DEBAT L’effet boomerang de l’exploitation du gaz de schiste algérien

L’Algérie a effectué avec succès son premier forage pilote de gaz de schiste dans le bassin d’Ahnet à In Salah (photo DR)

 

Le refus des autorités algériennes d’un débat préalable sur la question de l’exploitation du gaz de schiste a fini par placer cette dernière au centre de la vie politique du pays. A l’inquiétude sur d’éventuelles retombées négatives en matière de pollution et de santé publique et aux interrogations sur le degré réel de rentabilité d’une future production massive est venue s’ajouter l’indignation d’une population placée devant le fait accompli.

ALGÉRIE. La population du Tidikelt se mobilise, massivement et pacifiquement, depuis deux semaines pour s’opposer à l’exploitation du gaz de schiste dans le bassin d’Ahnet où a été creusé le premier forage pilote de gaz de schistes en Algérie. 

Hommes, femmes et enfants, jeunes et vieux, tous les habitants d’In Salah (1300 km au sud d’Alger) et d’autres localités de la région sont sortis dans la rue pour exprimer leur refus à la suite de l’annonce par le ministre de l’Énergie, Youcef Yousfi, le 27 décembre 2014, du  "succès de la première opération réelle de l’exploration de gaz de schiste dans le bassin d’Ahnet" . 

Ces marches s'accompagnent d’une grève des écoles, des commerces et de l’administration. Une revendication fédère toute la population de cette région riche mais déshéritée : la fin des forages de gaz de schiste  et le nettoyage du site. 

Des mouvements de solidarité relaient, dans tout le Sud algérien, cette mobilisation. De Tamanrasset à Ouargla, en passant par Adrar, Ghardaïa et Laghouat, des rassemblements de protestation et des conférences-débats sur le sujet s'organisent.

 

Le gouvernement n’entend pas reculer

Face à ce front du "Non au gaz de schiste" , le gouvernement semble déterminé à passer en force. D’importants renforts de police et de gendarmerie ont été envoyés dans la région alors que les forages se poursuivent. 

Les officiels se veulent rassurants, à l’instar de la ministre algérienne de l’Aménagement du territoire et de l’Environnement, Dalila Boudjemaa, qui a déclaré le 11 janvier 2015 que l’exploitation du gaz de schiste "n’a pas d’impact négatif sur l’environnement." Intervenant le même jour sur les ondes de la radio algérienne, le PDG par intérim de Sonatrach, Saïd Sahnoune, admettait tout au plus n'avoir "pas suffisamment communiqué sur ce sujet." 
Le gouvernement considère que la population du Sud est mal ou insuffisamment informée.
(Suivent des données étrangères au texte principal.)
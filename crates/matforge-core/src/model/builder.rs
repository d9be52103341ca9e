//! Model builder methods for adding variables, constraints, and objectives.

use matforge_expr::{Constraint, ConstraintId, Expr, Storage, VariableId};

use crate::model::Model;
use crate::model::error::ModelError;
use crate::types::{Bounds, Sense, Variable};

impl<S: Storage> Model<S> {
    /// Add a variable named `prefix` + per-prefix counter.
    pub fn add_variable(&mut self, prefix: &str, bounds: Bounds) -> Result<VariableId, ModelError> {
        if bounds.lower > bounds.upper {
            return Err(ModelError::InvalidVariableBounds {
                lower: bounds.lower,
                upper: bounds.upper,
            });
        }
        let name = self.next_name(prefix)?;
        let id = VariableId::new(self.variables.len() as u32);
        self.variables.push(Variable::new(name, bounds));
        Ok(id)
    }

    /// Add `count` variables sharing a prefix and bounds.
    pub fn add_variables(
        &mut self,
        prefix: &str,
        count: usize,
        bounds: Bounds,
    ) -> Result<Vec<VariableId>, ModelError> {
        let ids = (0..count)
            .map(|_| self.add_variable(prefix, bounds))
            .collect::<Result<Vec<_>, _>>()?;
        tracing::trace!(
            component = "model",
            operation = "add_variables",
            status = "success",
            prefix,
            count,
            lower = bounds.lower,
            upper = bounds.upper,
            "Added variable block"
        );
        Ok(ids)
    }

    /// Add a constraint named `prefix` + per-prefix counter.
    ///
    /// Every referenced variable must already exist in the model.
    pub fn add_constraint(
        &mut self,
        prefix: &str,
        constraint: Constraint<S>,
    ) -> Result<ConstraintId, ModelError> {
        for (var_id, _) in constraint.terms() {
            self.ensure_variable_exists(var_id)?;
        }
        let name = self.next_name(prefix)?;
        let id = ConstraintId::new(self.constraints.len() as u32);
        self.constraints.push(constraint);
        self.constraint_names.push(name);
        Ok(id)
    }

    /// Set or replace the objective.
    ///
    /// The model always minimizes; a maximized expression is stored negated.
    /// The constant part of `expr` does not affect the optimum and is dropped.
    pub fn set_objective(&mut self, expr: Expr<S>, sense: Sense) -> Result<(), ModelError> {
        for (var_id, _) in expr.terms() {
            self.ensure_variable_exists(var_id)?;
        }
        let (mut coefficients, _) = expr.into_parts();
        if sense == Sense::Maximize {
            coefficients.times(-1);
        }
        self.objective = coefficients;
        self.objective_set = true;
        tracing::debug!(
            component = "model",
            operation = "set_objective",
            status = "success",
            sense = sense.as_str(),
            terms = self.objective.nonzero_count(),
            "Set objective function"
        );
        Ok(())
    }

    /// Minimize a linear expression.
    ///
    /// Returns an error if the model already has an objective.
    pub fn minimize(&mut self, expr: Expr<S>) -> Result<(), ModelError> {
        if self.objective_set {
            return Err(ModelError::MultipleObjectives);
        }
        self.set_objective(expr, Sense::Minimize)
    }

    /// Maximize a linear expression.
    ///
    /// Returns an error if the model already has an objective.
    pub fn maximize(&mut self, expr: Expr<S>) -> Result<(), ModelError> {
        if self.objective_set {
            return Err(ModelError::MultipleObjectives);
        }
        self.set_objective(expr, Sense::Maximize)
    }
}
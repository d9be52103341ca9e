//! Coefficient storage for linear expressions and constraints.
//!
//! Two layouts share one contract:
//! - [`DenseStorage`]: `Vec<i64>` indexed by variable position. Cheap to grow
//!   and iterate, memory follows the largest id seen.
//! - [`SparseStorage`]: ordered map keyed by [`VariableId`]. Memory follows
//!   the number of nonzero coefficients.
//!
//! A coefficient that nets to zero is never reported by [`Storage::terms`],
//! whichever layout physically keeps it around.

use std::collections::BTreeMap;
use std::fmt;

use crate::ids::VariableId;

/// Shared behaviour of the coefficient layouts.
pub trait Storage: Clone + Default + fmt::Debug {
    /// Accumulate `value` onto the coefficient of `id`.
    fn add(&mut self, id: VariableId, value: i64);

    /// Accumulate every coefficient of `other`.
    fn merge(&mut self, other: &Self);

    /// Multiply every coefficient by `scalar`.
    fn times(&mut self, scalar: i64);

    /// Coefficient of `id`, zero when absent.
    fn coeff(&self, id: VariableId) -> i64;

    /// Nonzero `(id, coefficient)` pairs in ascending id order.
    fn terms(&self) -> Vec<(VariableId, i64)>;

    /// True when no coefficient is nonzero.
    fn is_zero(&self) -> bool;

    /// Number of nonzero coefficients.
    fn nonzero_count(&self) -> usize {
        self.terms().len()
    }
}

/// Coefficients stored in a vector indexed by variable position.
#[derive(Debug, Clone, Default)]
pub struct DenseStorage {
    values: Vec<i64>,
}

impl DenseStorage {
    /// Number of physically stored slots, zeros included.
    pub fn capacity_slots(&self) -> usize {
        self.values.len()
    }
}

impl Storage for DenseStorage {
    fn add(&mut self, id: VariableId, value: i64) {
        let index = id.index();
        if self.values.len() <= index {
            self.values.resize(index + 1, 0);
        }
        self.values[index] += value;
    }

    fn merge(&mut self, other: &Self) {
        if self.values.len() < other.values.len() {
            self.values.resize(other.values.len(), 0);
        }
        for (slot, value) in self.values.iter_mut().zip(&other.values) {
            *slot += *value;
        }
    }

    fn times(&mut self, scalar: i64) {
        for value in &mut self.values {
            *value *= scalar;
        }
    }

    fn coeff(&self, id: VariableId) -> i64 {
        self.values.get(id.index()).copied().unwrap_or(0)
    }

    fn terms(&self) -> Vec<(VariableId, i64)> {
        self.values
            .iter()
            .enumerate()
            .filter(|(_, value)| **value != 0)
            .map(|(index, value)| (VariableId::new(index as u32), *value))
            .collect()
    }

    fn is_zero(&self) -> bool {
        self.values.iter().all(|value| *value == 0)
    }
}

/// Coefficients stored in an ordered map; entries netting to zero are dropped.
#[derive(Debug, Clone, Default)]
pub struct SparseStorage {
    values: BTreeMap<VariableId, i64>,
}

impl Storage for SparseStorage {
    fn add(&mut self, id: VariableId, value: i64) {
        let entry = self.values.entry(id).or_insert(0);
        *entry += value;
        if *entry == 0 {
            self.values.remove(&id);
        }
    }

    fn merge(&mut self, other: &Self) {
        for (id, value) in &other.values {
            self.add(*id, *value);
        }
    }

    fn times(&mut self, scalar: i64) {
        if scalar == 0 {
            self.values.clear();
            return;
        }
        for value in self.values.values_mut() {
            *value *= scalar;
        }
    }

    fn coeff(&self, id: VariableId) -> i64 {
        self.values.get(&id).copied().unwrap_or(0)
    }

    fn terms(&self) -> Vec<(VariableId, i64)> {
        self.values
            .iter()
            .filter(|(_, value)| **value != 0)
            .map(|(id, value)| (*id, *value))
            .collect()
    }

    fn is_zero(&self) -> bool {
        self.values.values().all(|value| *value == 0)
    }

    fn nonzero_count(&self) -> usize {
        self.values.len()
    }
}
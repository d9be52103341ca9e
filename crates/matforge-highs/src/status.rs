//! HiGHS status conversion.

use highs::HighsModelStatus;
use matforge_solver::SolverStatus;

pub(crate) fn map_status(status: HighsModelStatus) -> SolverStatus {
    match status {
        HighsModelStatus::Optimal => SolverStatus::Optimal,
        // Every column carries finite bounds, so only infeasibility is possible.
        HighsModelStatus::Infeasible | HighsModelStatus::UnboundedOrInfeasible => {
            SolverStatus::Infeasible
        }
        HighsModelStatus::Unbounded => SolverStatus::Unbounded,
        HighsModelStatus::ReachedTimeLimit | HighsModelStatus::ReachedIterationLimit => {
            SolverStatus::ReachedTimeLimit
        }
        _ => SolverStatus::Unknown,
    }
}

#[cfg(test)]
mod tests {
    use super::*;

    #[test]
    fn maps_terminal_statuses() {
        assert_eq!(map_status(HighsModelStatus::Optimal), SolverStatus::Optimal);
        assert_eq!(
            map_status(HighsModelStatus::UnboundedOrInfeasible),
            SolverStatus::Infeasible
        );
        assert_eq!(
            map_status(HighsModelStatus::ReachedIterationLimit),
            SolverStatus::ReachedTimeLimit
        );
        assert_eq!(map_status(HighsModelStatus::NotSet), SolverStatus::Unknown);
    }
}
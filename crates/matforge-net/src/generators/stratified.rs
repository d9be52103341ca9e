//! Stratification: only the balanced splits of the step's rows.

use matforge_expr::Storage;

use super::{Generator, GeneratorError, Modifier, RowContext, emit_minor};
use crate::compositions::balanced_partitions;

/// Requires the balanced partitions of the step's rows over `dims` to yield
/// non-singular stacked matrices.
#[derive(Debug, Clone, PartialEq, Eq)]
pub struct StratifiedGenerator {
    modifier: Modifier,
    dims: Vec<usize>,
}

impl StratifiedGenerator {
    pub fn new(modifier: Modifier, dims: Vec<usize>) -> Self {
        Self { modifier, dims }
    }

    pub(crate) fn emit_all<S: Storage>(
        &self,
        ctx: &mut RowContext<'_, S>,
        name: &'static str,
    ) -> Result<(), GeneratorError> {
        if !self.modifier.applies(ctx.rows) {
            return Ok(());
        }
        let matrices = ctx.select(&self.dims)?;

        let mut emitted = 0usize;
        for parts in balanced_partitions(ctx.rows, self.dims.len()) {
            emit_minor(ctx, &self.modifier, &matrices, &parts, &self.dims)?;
            emitted += 1;
        }

        tracing::trace!(
            component = "generator",
            operation = "apply",
            status = "success",
            generator = name,
            rows = ctx.rows,
            emitted,
            "Emitted stratification minors"
        );
        Ok(())
    }
}

impl<S: Storage> Generator<S> for StratifiedGenerator {
    fn name(&self) -> &'static str {
        "stratified"
    }

    fn modifier(&self) -> &Modifier {
        &self.modifier
    }

    fn dims(&self) -> &[usize] {
        &self.dims
    }

    fn apply(&self, ctx: &mut RowContext<'_, S>) -> Result<(), GeneratorError> {
        self.emit_all(ctx, "stratified")
    }
}
//! Subscriber setup for the `matforge` binary.

use std::env;
use std::fs::{File, OpenOptions};
use std::io;

use tracing_subscriber::filter::LevelFilter;
use tracing_subscriber::{EnvFilter, layer::SubscriberExt, util::SubscriberInitExt};

type BoxError = Box<dyn std::error::Error>;

fn open_log_file(path: &str) -> Result<File, BoxError> {
    OpenOptions::new()
        .create(true)
        .append(true)
        .open(path)
        .map_err(|err| format!("Failed to open log file: {err}").into())
}

fn map_init_err<E: std::fmt::Display>(err: E) -> BoxError {
    format!("Failed to initialize logging: {err}").into()
}

/// Filter for `level`, or `MATFORGE_TRACE`, or `warn`.
pub fn resolve_filter(level: Option<&str>) -> Result<EnvFilter, BoxError> {
    let level_value = level
        .map(str::to_string)
        .or_else(|| env::var("MATFORGE_TRACE").ok())
        .unwrap_or_else(|| "warn".to_string());

    if level_value.eq_ignore_ascii_case("off") {
        return Ok(EnvFilter::default().add_directive(LevelFilter::OFF.into()));
    }
    EnvFilter::try_new(&level_value).map_err(|err| format!("Invalid log filter: {err}").into())
}

/// Install the global subscriber. Logs always go to stderr.
///
/// `MATFORGE_LOG_FORMAT` picks `pretty` (default) or `json`;
/// `MATFORGE_LOG_FILE` adds an appending file sink. Returns false when a
/// subscriber is already installed.
pub fn init(level: Option<&str>) -> Result<bool, BoxError> {
    if tracing::dispatcher::has_been_set() {
        return Ok(false);
    }

    let filter = resolve_filter(level)?;
    let format = env::var("MATFORGE_LOG_FORMAT").unwrap_or_else(|_| "pretty".to_string());
    let log_file = env::var("MATFORGE_LOG_FILE").ok();
    let use_json = format.eq_ignore_ascii_case("json");

    if !use_json && !format.eq_ignore_ascii_case("pretty") {
        return Err("Invalid MATFORGE_LOG_FORMAT (expected 'json' or 'pretty')".into());
    }

    if use_json {
        let stderr_layer = tracing_subscriber::fmt::layer()
            .with_writer(io::stderr)
            .json();
        let base = tracing_subscriber::registry()
            .with(filter)
            .with(stderr_layer);
        if let Some(path) = log_file {
            let file_layer = tracing_subscriber::fmt::layer()
                .with_writer(open_log_file(&path)?)
                .with_ansi(false)
                .json();
            base.with(file_layer).try_init().map_err(map_init_err)?;
        } else {
            base.try_init().map_err(map_init_err)?;
        }
    } else {
        let stderr_layer = tracing_subscriber::fmt::layer()
            .with_writer(io::stderr)
            .pretty();
        let base = tracing_subscriber::registry()
            .with(filter)
            .with(stderr_layer);
        if let Some(path) = log_file {
            let file_layer = tracing_subscriber::fmt::layer()
                .with_writer(open_log_file(&path)?)
                .with_ansi(false)
                .pretty();
            base.with(file_layer).try_init().map_err(map_init_err)?;
        } else {
            base.try_init().map_err(map_init_err)?;
        }
    }

    Ok(true)
}

#[cfg(test)]
mod tests {
    use super::resolve_filter;
    use tracing_subscriber::filter::LevelFilter;

    #[test]
    fn explicit_level_wins() {
        let filter = resolve_filter(Some("debug")).unwrap();
        assert_eq!(filter.max_level_hint(), Some(LevelFilter::DEBUG));
    }

    #[test]
    fn off_disables_everything() {
        let filter = resolve_filter(Some("OFF")).unwrap();
        assert_eq!(filter.max_level_hint(), Some(LevelFilter::OFF));
    }

    #[test]
    fn malformed_filter_is_an_error() {
        assert!(resolve_filter(Some("matforge=loud")).is_err());
    }
}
Refusant toujours l’organisation d’un débat préalable, il promet plusieurs milliers d’emplois dans les années à venir.

Le choix algérien du schiste

La fracturation hydraulique recèle des dangers selon certains experts (photo DR)

La fracturation hydraulique recèle des dangers selon certains experts (photo DR)
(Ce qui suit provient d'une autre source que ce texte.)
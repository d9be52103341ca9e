use matforge_core::{Bounds, Model};
use matforge_expr::{DenseStorage, Expr};
use matforge_highs::HighsSolver;
use matforge_solver::{Solver, SolverConfig, SolverError, SolverStatus};

fn init_tracing() {
    let _ = tracing_subscriber::fmt()
        .with_max_level(tracing::Level::DEBUG)
        .with_test_writer()
        .try_init();
}

/// minimize x + 2y subject to x + y >= 3, x, y in [0, 2]
#[test]
fn solves_small_integer_program() {
    init_tracing();
    let mut model: Model = Model::new();
    let x = model.add_variable("x", Bounds::new(0, 2)).unwrap();
    let y = model.add_variable("y", Bounds::new(0, 2)).unwrap();
    model
        .add_constraint(
            "c",
            Expr::from_variable(x).add(&Expr::from_variable(y)).ge_scalar(3),
        )
        .unwrap();
    model
        .minimize(Expr::from_variable(x).add(&Expr::term(y, 2)))
        .unwrap();

    let mut solver = HighsSolver::new(SolverConfig::new().with_threads(1));
    let values = solver.solve(&model).expect("solve should succeed");
    assert_eq!(values, vec![2, 1]);
    assert_eq!(model.objective_value(&values), 4);
}

/// x0 + x1 - 2k == 1 over GF(2) unknowns, the shape of a single net row.
#[test]
fn solves_mod_two_parity_row() {
    init_tracing();
    let mut model: Model<DenseStorage> = Model::new();
    let xs = model.add_variables("x", 2, Bounds::binary()).unwrap();
    let k = model.add_variable("k", Bounds::non_negative()).unwrap();
    let det = Expr::from_variable(xs[0]) + Expr::from_variable(xs[1]) - Expr::term(k, 2);
    model.add_constraint("DZN", det.eq_scalar(1)).unwrap();
    model.minimize(Expr::term(xs[1], 1)).unwrap();

    let values = HighsSolver::default().solve(&model).expect("feasible");
    assert_eq!(values, vec![1, 0, 0]);
    assert!(model.is_feasible(&values));
}

#[test]
fn strict_rows_are_tightened() {
    init_tracing();
    let mut model: Model = Model::new();
    let x = model.add_variable("x", Bounds::new(0, 10)).unwrap();
    model
        .add_constraint("g", Expr::from_variable(x).gt_scalar(2))
        .unwrap();
    model.minimize(Expr::from_variable(x)).unwrap();

    let values = HighsSolver::default().solve(&model).expect("feasible");
    assert_eq!(values, vec![3]);
}

#[test]
fn infeasible_model_reports_status() {
    init_tracing();
    let mut model: Model = Model::new();
    let x = model.add_variable("x", Bounds::binary()).unwrap();
    model
        .add_constraint("e", Expr::from_variable(x).eq_scalar(2))
        .unwrap();

    let err = HighsSolver::default().solve(&model).unwrap_err();
    assert_eq!(
        err,
        SolverError::NoSolution {
            status: SolverStatus::Infeasible
        }
    );
}

#[test]
fn constant_false_row_is_infeasible() {
    let mut model: Model = Model::new();
    model.add_variable("x", Bounds::binary()).unwrap();
    model
        .add_constraint("z", Expr::from_constant(0).eq_scalar(1))
        .unwrap();

    let err = HighsSolver::default().solve(&model).unwrap_err();
    assert_eq!(err.code(), "SOLVER_INFEASIBLE");
}

#[test]
fn not_equal_rows_are_backend_errors() {
    let mut model: Model = Model::new();
    let x = model.add_variable("x", Bounds::binary()).unwrap();
    model
        .add_constraint("n", Expr::from_variable(x).ne_scalar(0))
        .unwrap();

    let err = HighsSolver::default().solve(&model).unwrap_err();
    assert!(matches!(err, SolverError::Backend(_)));
}
//! Model and export error types.

use matforge_expr::{ComparisonKind, ConstraintId, VariableId};

/// Errors that can occur during model operations
#[derive(Debug, Clone, PartialEq, Eq)]
pub enum ModelError {
    /// Invalid variable ID
    InvalidVariableId(VariableId),
    /// Invalid variable bounds
    InvalidVariableBounds { lower: i64, upper: i64 },
    /// Invalid constraint ID
    InvalidConstraintId(ConstraintId),
    /// Empty category prefix
    EmptyPrefix,
    /// Objective already set
    MultipleObjectives,
}

impl ModelError {
    /// Returns a semantic error code for programmatic handling.
    pub fn code(&self) -> &'static str {
        match self {
            ModelError::InvalidVariableId(_) => "VARIABLE_INVALID_ID",
            ModelError::InvalidVariableBounds { .. } => "VARIABLE_INVALID_BOUNDS",
            ModelError::InvalidConstraintId(_) => "CONSTRAINT_INVALID_ID",
            ModelError::EmptyPrefix => "NAME_EMPTY_PREFIX",
            ModelError::MultipleObjectives => "OBJECTIVE_ALREADY_SET",
        }
    }
}

impl std::fmt::Display for ModelError {
    fn fmt(&self, f: &mut std::fmt::Formatter<'_>) -> std::fmt::Result {
        match self {
            ModelError::InvalidVariableId(id) => write!(
                f,
                "[{}] Variable ID {} does not exist",
                self.code(),
                id.inner()
            ),
            ModelError::InvalidVariableBounds { lower, upper } => write!(
                f,
                "[{}] Variable bounds invalid: lower ({}) > upper ({})",
                self.code(),
                lower,
                upper
            ),
            ModelError::InvalidConstraintId(id) => write!(
                f,
                "[{}] Constraint ID {} does not exist",
                self.code(),
                id.inner()
            ),
            ModelError::EmptyPrefix => {
                write!(f, "[{}] Name prefix must not be empty", self.code())
            }
            ModelError::MultipleObjectives => write!(
                f,
                "[{}] Model already has an objective; use set_objective to replace",
                self.code()
            ),
        }
    }
}

impl std::error::Error for ModelError {}

/// Errors raised while rendering a model to a text format.
///
/// A failed export yields no document at all.
#[derive(Debug, Clone, PartialEq, Eq)]
pub enum FormatError {
    /// A variable or row name does not fit the fixed column width.
    NameTooLong { name: String, limit: usize },
    /// The row's comparison has no representation in the format.
    UnsupportedComparison {
        constraint: String,
        kind: ComparisonKind,
    },
}

impl FormatError {
    pub fn code(&self) -> &'static str {
        match self {
            FormatError::NameTooLong { .. } => "FORMAT_NAME_TOO_LONG",
            FormatError::UnsupportedComparison { .. } => "FORMAT_UNSUPPORTED_COMPARISON",
        }
    }
}

impl std::fmt::Display for FormatError {
    fn fmt(&self, f: &mut std::fmt::Formatter<'_>) -> std::fmt::Result {
        match self {
            FormatError::NameTooLong { name, limit } => write!(
                f,
                "[{}] Name '{}' exceeds {} characters",
                self.code(),
                name,
                limit
            ),
            FormatError::UnsupportedComparison { constraint, kind } => write!(
                f,
                "[{}] Constraint '{}' uses comparison '{}' which cannot be exported",
                self.code(),
                constraint,
                kind.symbol()
            ),
        }
    }
}

impl std::error::Error for FormatError {}
macro_rules! define_id_type {
    ($name:ident) => {
        #[derive(Debug, Clone, Copy, PartialEq, Eq, Hash, PartialOrd, Ord)]
        #[repr(transparent)]
        pub struct $name(u32);

        impl $name {
            /// Get the inner u32 value.
            pub fn inner(self) -> u32 {
                self.0
            }

            /// Create an ID from a u32 value.
            pub fn new(value: u32) -> Self {
                Self(value)
            }

            /// Position of this ID in creation order.
            pub fn index(self) -> usize {
                self.0 as usize
            }
        }
    };
}

define_id_type!(VariableId);
define_id_type!(ConstraintId);

#[cfg(test)]
mod tests {
    use super::{ConstraintId, VariableId};

    #[test]
    fn variable_id_exposes_index() {
        let id = VariableId::new(7);
        assert_eq!(id.inner(), 7);
        assert_eq!(id.index(), 7);
    }

    #[test]
    fn ids_order_by_creation() {
        assert!(ConstraintId::new(2) < ConstraintId::new(11));
        assert!(VariableId::new(0) < VariableId::new(1));
    }
}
Il apparaît clairement que le gouvernement s'engage à fond dans l’exploitation du gaz de schiste. En septembre 2013 déjà, l’Agence nationale pour la valorisation des ressources en hydrocarbures (Alnaft) annonçait que l’Algérie devrait mobiliser 300 mrds$ sur cinquante ans pour produire 60 milliards de m3/an de gaz de schiste. 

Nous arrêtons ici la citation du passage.